* MATERIAL FOR THE TASK:
□ □ □ □ □ □ □
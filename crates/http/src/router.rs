//! Router builder for the library HTTP server

use axum::{
    http::{HeaderValue, Request, StatusCode},
    middleware,
    response::{IntoResponse, Response},
    routing::get,
    Router,
};
use serde_json::{json, Value};
use std::time::Duration;
use tower_http::{
    cors::{Any, CorsLayer},
    request_id::{MakeRequestId, PropagateRequestIdLayer, RequestId, SetRequestIdLayer},
    timeout::TimeoutLayer,
    trace::{DefaultMakeSpan, DefaultOnRequest, DefaultOnResponse, TraceLayer},
};
use uuid::{Timestamp, Uuid};

use library_kernel::ModuleRegistry;

use crate::error::AppError;

/// Builder for constructing the main HTTP router
pub struct RouterBuilder {
    router: Router,
}

impl RouterBuilder {
    /// Create a new router builder
    pub fn new() -> Self {
        Self {
            router: Router::new(),
        }
    }

    /// Add a route to the router
    pub fn route(mut self, path: &str, route: axum::routing::MethodRouter) -> Self {
        self.router = self.router.route(path, route);
        self
    }

    /// Merge a module's router. Module routes carry their full paths.
    pub fn mount_module(mut self, module_router: Router) -> Self {
        self.router = self.router.merge(module_router);
        self
    }

    /// Answer unmatched paths and unsupported methods with the error envelope.
    /// Call after every route is registered.
    pub fn with_fallback(mut self) -> Self {
        self.router = self
            .router
            .fallback(|| async { AppError::not_found("Not Found") })
            .method_not_allowed_fallback(|| async { AppError::method_not_allowed() });
        self
    }

    /// Add tracing middleware
    pub fn with_tracing(mut self) -> Self {
        self.router = self.router.layer(
            TraceLayer::new_for_http()
                .make_span_with(DefaultMakeSpan::new().include_headers(true))
                .on_request(DefaultOnRequest::new().level(tracing::Level::INFO))
                .on_response(DefaultOnResponse::new().level(tracing::Level::INFO)),
        );
        self
    }

    /// Add CORS middleware
    pub fn with_cors(mut self) -> Self {
        self.router = self.router.layer(
            CorsLayer::new()
                .allow_origin(Any)
                .allow_methods(Any)
                .allow_headers(Any),
        );
        self
    }

    /// Generate `x-request-id` when absent and echo it on the response.
    /// Apply after `with_tracing` so spans see the id.
    pub fn with_request_id(mut self) -> Self {
        self.router = self
            .router
            .layer(PropagateRequestIdLayer::x_request_id())
            .layer(SetRequestIdLayer::x_request_id(MakeRequestUuidV7));
        self
    }

    /// Add timeout middleware; timed out requests get the error envelope
    pub fn with_timeout(mut self, timeout_ms: u64) -> Self {
        self.router = self
            .router
            .layer(TimeoutLayer::with_status_code(
                StatusCode::REQUEST_TIMEOUT,
                Duration::from_millis(timeout_ms),
            ))
            .layer(middleware::map_response(render_timeout));
        self
    }

    /// Add OpenAPI documentation by collecting specs from all modules
    pub fn with_openapi(mut self, registry: &ModuleRegistry) -> Self {
        let openapi_spec = merged_openapi(registry);

        // Swagger UI needs the typed document; fall back to a bare one if a
        // module fragment does not deserialize.
        let openapi_obj: utoipa::openapi::OpenApi = serde_json::from_value(openapi_spec.clone())
            .unwrap_or_else(|err| {
                tracing::warn!(error = %err, "merged OpenAPI document rejected by utoipa");
                utoipa::openapi::OpenApiBuilder::new()
                    .info(
                        utoipa::openapi::InfoBuilder::new()
                            .title("Library API")
                            .version("1.0.0")
                            .build(),
                    )
                    .build()
            });

        self.router = self.router.merge(
            utoipa_swagger_ui::SwaggerUi::new("/swagger-ui")
                .url("/api-docs/openapi.json", openapi_obj),
        );

        self.router = self.router.route(
            "/docs/openapi.json",
            get(move || async move { axum::Json(openapi_spec.clone()) }),
        );

        self
    }

    /// Build the final router
    pub fn build(self) -> Router {
        self.router
    }
}

impl Default for RouterBuilder {
    fn default() -> Self {
        Self::new()
    }
}

/// Base document plus every module's paths and schemas.
pub fn merged_openapi(registry: &ModuleRegistry) -> Value {
    let mut openapi_spec = json!({
        "openapi": "3.1.0",
        "info": {
            "title": "Library API",
            "version": "1.0.0",
            "description": "Authors and their books"
        },
        "paths": {},
        "components": {
            "schemas": {}
        }
    });

    openapi_spec["components"]["schemas"]["ErrorResponse"] = json!({
        "type": "object",
        "properties": {
            "error": {
                "type": "object",
                "properties": {
                    "code": {
                        "type": "string",
                        "enum": ["HTTP_ERROR", "VALIDATION_ERROR", "INTERNAL_ERROR"]
                    },
                    "message": { "type": "string" },
                    "details": {
                        "type": "array",
                        "items": {
                            "type": "object",
                            "properties": {
                                "field": { "type": "string" },
                                "message": { "type": "string" }
                            },
                            "required": ["field", "message"]
                        }
                    }
                },
                "required": ["code", "message", "details"]
            }
        },
        "required": ["error"]
    });

    openapi_spec["paths"]["/healthz"] = json!({
        "get": {
            "summary": "Liveness check",
            "tags": ["Health"],
            "responses": {
                "200": {
                    "description": "OK",
                    "content": {
                        "application/json": {
                            "schema": {
                                "type": "object",
                                "properties": { "status": { "type": "string" } }
                            }
                        }
                    }
                }
            }
        }
    });

    for module in registry.modules() {
        let Some(module_spec) = module.openapi() else {
            continue;
        };

        if let Some(paths) = module_spec.get("paths").and_then(Value::as_object) {
            for (path, path_item) in paths {
                openapi_spec["paths"][path] = path_item.clone();
            }
        }

        if let Some(schemas) = module_spec
            .get("components")
            .and_then(|components| components.get("schemas"))
            .and_then(Value::as_object)
        {
            for (schema_name, schema_def) in schemas {
                openapi_spec["components"]["schemas"][schema_name] = schema_def.clone();
            }
        }
    }

    openapi_spec
}

/// `TimeoutLayer` answers with an empty body; give it the envelope.
async fn render_timeout(response: Response) -> Response {
    if response.status() == StatusCode::REQUEST_TIMEOUT {
        AppError::timeout().into_response()
    } else {
        response
    }
}

/// Request ID generator using time-ordered UUIDs
#[derive(Clone, Copy)]
struct MakeRequestUuidV7;

impl MakeRequestId for MakeRequestUuidV7 {
    fn make_request_id<B>(&mut self, _request: &Request<B>) -> Option<RequestId> {
        let timestamp = Timestamp::now(uuid::NoContext);
        let request_id = Uuid::new_v7(timestamp)
            .to_string()
            .parse::<HeaderValue>()
            .ok()?;
        Some(RequestId::new(request_id))
    }
}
□ □ □ □ □ □ □
Would you give the listing again, word for word?

filename crates/http/src/router.rs
//! Router builder for the library HTTP server

use axum::{
    http::{HeaderValue, Request, StatusCode},
    middleware,
    response::{IntoResponse, Response},
    routing::get,
    Router,
};
use serde_json::{json, Value};
use std::time::Duration;
use tower_http::{
    cors::{Any, CorsLayer},
    request_id::{MakeRequestId, PropagateRequestIdLayer, RequestId, SetRequestIdLayer},
    timeout::TimeoutLayer,
    trace::{DefaultMakeSpan, DefaultOnRequest, DefaultOnResponse, TraceLayer},
};
use uuid::{Timestamp, Uuid};

use library_kernel::ModuleRegistry;

use crate::error::AppError;

/// Builder for constructing the main HTTP router
pub struct RouterBuilder {
    router: Router,
}

impl RouterBuilder {
    /// Create a new router builder
    pub fn new() -> Self {
        Self {
            router: Router::new(),
        }
    }

    /// Add a route to the router
    pub fn route(mut self, path: &str, route: axum::routing::MethodRouter) -> Self {
        self.router = self.router.route(path, route);
        self
    }

    /// Merge a module's router. Module routes carry their full paths.
    pub fn mount_module(mut self, module_router: Router) -> Self {
        self.router = self.router.merge(module_router);
        self
    }

    /// Answer unmatched paths and unsupported methods with the error envelope.
    /// Call after every route is registered.
    pub fn with_fallback(mut self) -> Self {
        self.router = self
            .router
            .fallback(|| async { AppError::not_found("Not Found") })
            .method_not_allowed_fallback(|| async { AppError::method_not_allowed() });
        self
    }

    /// Add tracing middleware
    pub fn with_tracing(mut self) -> Self {
        self.router = self.router.layer(
            TraceLayer::new_for_http()
                .make_span_with(DefaultMakeSpan::new().include_headers(true))
                .on_request(DefaultOnRequest::new().level(tracing::Level::INFO))
                .on_response(DefaultOnResponse::new().level(tracing::Level::INFO)),
        );
        self
    }

    /// Add CORS middleware
    pub fn with_cors(mut self) -> Self {
        self.router = self.router.layer(
            CorsLayer::new()
                .allow_origin(Any)
                .allow_methods(Any)
                .allow_headers(Any),
        );
        self
    }

    /// Generate `x-request-id` when absent and echo it on the response.
    /// Apply after `with_tracing` so spans see the id.
    pub fn with_request_id(mut self) -> Self {
        self.router = self
            .router
            .layer(PropagateRequestIdLayer::x_request_id())
            .layer(SetRequestIdLayer::x_request_id(MakeRequestUuidV7));
        self
    }

    /// Add timeout middleware; timed out requests get the error envelope
    pub fn with_timeout(mut self, timeout_ms: u64) -> Self {
        self.router = self
            .router
            .layer(TimeoutLayer::with_status_code(
                StatusCode::REQUEST_TIMEOUT,
                Duration::from_millis(timeout_ms),
            ))
            .layer(middleware::map_response(render_timeout));
        self
    }

    /// Add OpenAPI documentation by collecting specs from all modules
    pub fn with_openapi(mut self, registry: &ModuleRegistry) -> Self {
        let openapi_spec = merged_openapi(registry);

        // Swagger UI needs the typed document; fall back to a bare one if a
        // module fragment does not deserialize.
        let openapi_obj: utoipa::openapi::OpenApi = serde_json::from_value(openapi_spec.clone())
            .unwrap_or_else(|err| {
                tracing::warn!(error = %err, "merged OpenAPI document rejected by utoipa");
                utoipa::openapi::OpenApiBuilder::new()
                    .info(
                        utoipa::openapi::InfoBuilder::new()
                            .title("Library API")
                            .version("1.0.0")
                            .build(),
                    )
                    .build()
            });

        self.router = self.router.merge(
            utoipa_swagger_ui::SwaggerUi::new("/swagger-ui")
                .url("/api-docs/openapi.json", openapi_obj),
        );

        self.router = self.router.route(
            "/docs/openapi.json",
            get(move || async move { axum::Json(openapi_spec.clone()) }),
        );

        self
    }

    /// Build the final router
    pub fn build(self) -> Router {
        self.router
    }
}

impl Default for RouterBuilder {
    fn default() -> Self {
        Self::new()
    }
}

/// Base document plus every module's paths and schemas.
pub fn merged_openapi(registry: &ModuleRegistry) -> Value {
    let mut openapi_spec = json!({
        "openapi": "3.1.0",
        "info": {
            "title": "Library API",
            "version": "1.0.0",
            "description": "Authors and their books"
        },
        "paths": {},
        "components": {
            "schemas": {}
        }
    });

    openapi_spec["components"]["schemas"]["ErrorResponse"] = json!({
        "type": "object",
        "properties": {
            "error": {
                "type": "object",
                "properties": {
                    "code": {
                        "type": "string",
                        "enum": ["HTTP_ERROR", "VALIDATION_ERROR", "INTERNAL_ERROR"]
                    },
                    "message": { "type": "string" },
                    "details": {
                        "type": "array",
                        "items": {
                            "type": "object",
                            "properties": {
                                "field": { "type": "string" },
                                "message": { "type": "string" }
                            },
                            "required": ["field", "message"]
                        }
                    }
                },
                "required": ["code", "message", "details"]
            }
        },
        "required": ["error"]
    });

    openapi_spec["paths"]["/healthz"] = json!({
        "get": {
            "summary": "Liveness check",
            "tags": ["Health"],
            "responses": {
                "200": {
                    "description": "OK",
                    "content": {
                        "application/json": {
                            "schema": {
                                "type": "object",
                                "properties": { "status": { "type": "string" } }
                            }
                        }
                    }
                }
            }
        }
    });

    for module in registry.modules() {
        let Some(module_spec) = module.openapi() else {
            continue;
        };

        if let Some(paths) = module_spec.get("paths").and_then(Value::as_object) {
            for (path, path_item) in paths {
                openapi_spec["paths"][path] = path_item.clone();
            }
        }

        if let Some(schemas) = module_spec
            .get("components")
            .and_then(|components| components.get("schemas"))
            .and_then(Value::as_object)
        {
            for (schema_name, schema_def) in schemas {
                openapi_spec["components"]["schemas"][schema_name] = schema_def.clone();
            }
        }
    }

    openapi_spec
}

/// `TimeoutLayer` answers with an empty body; give it the envelope.
async fn render_timeout(response: Response) -> Response {
    if response.status() == StatusCode::REQUEST_TIMEOUT {
        AppError::timeout().into_response()
    } else {
        response
    }
}

/// Request ID generator using time-ordered UUIDs
#[derive(Clone, Copy)]
struct MakeRequestUuidV7;

impl MakeRequestId for MakeRequestUuidV7 {
    fn make_request_id<B>(&mut self, _request: &Request<B>) -> Option<RequestId> {
        let timestamp = Timestamp::now(uuid::NoContext);
        let request_id = Uuid::new_v7(timestamp)
            .to_string()
            .parse::<HeaderValue>()
            .ok()?;
        Some(RequestId::new(request_id))
    }
}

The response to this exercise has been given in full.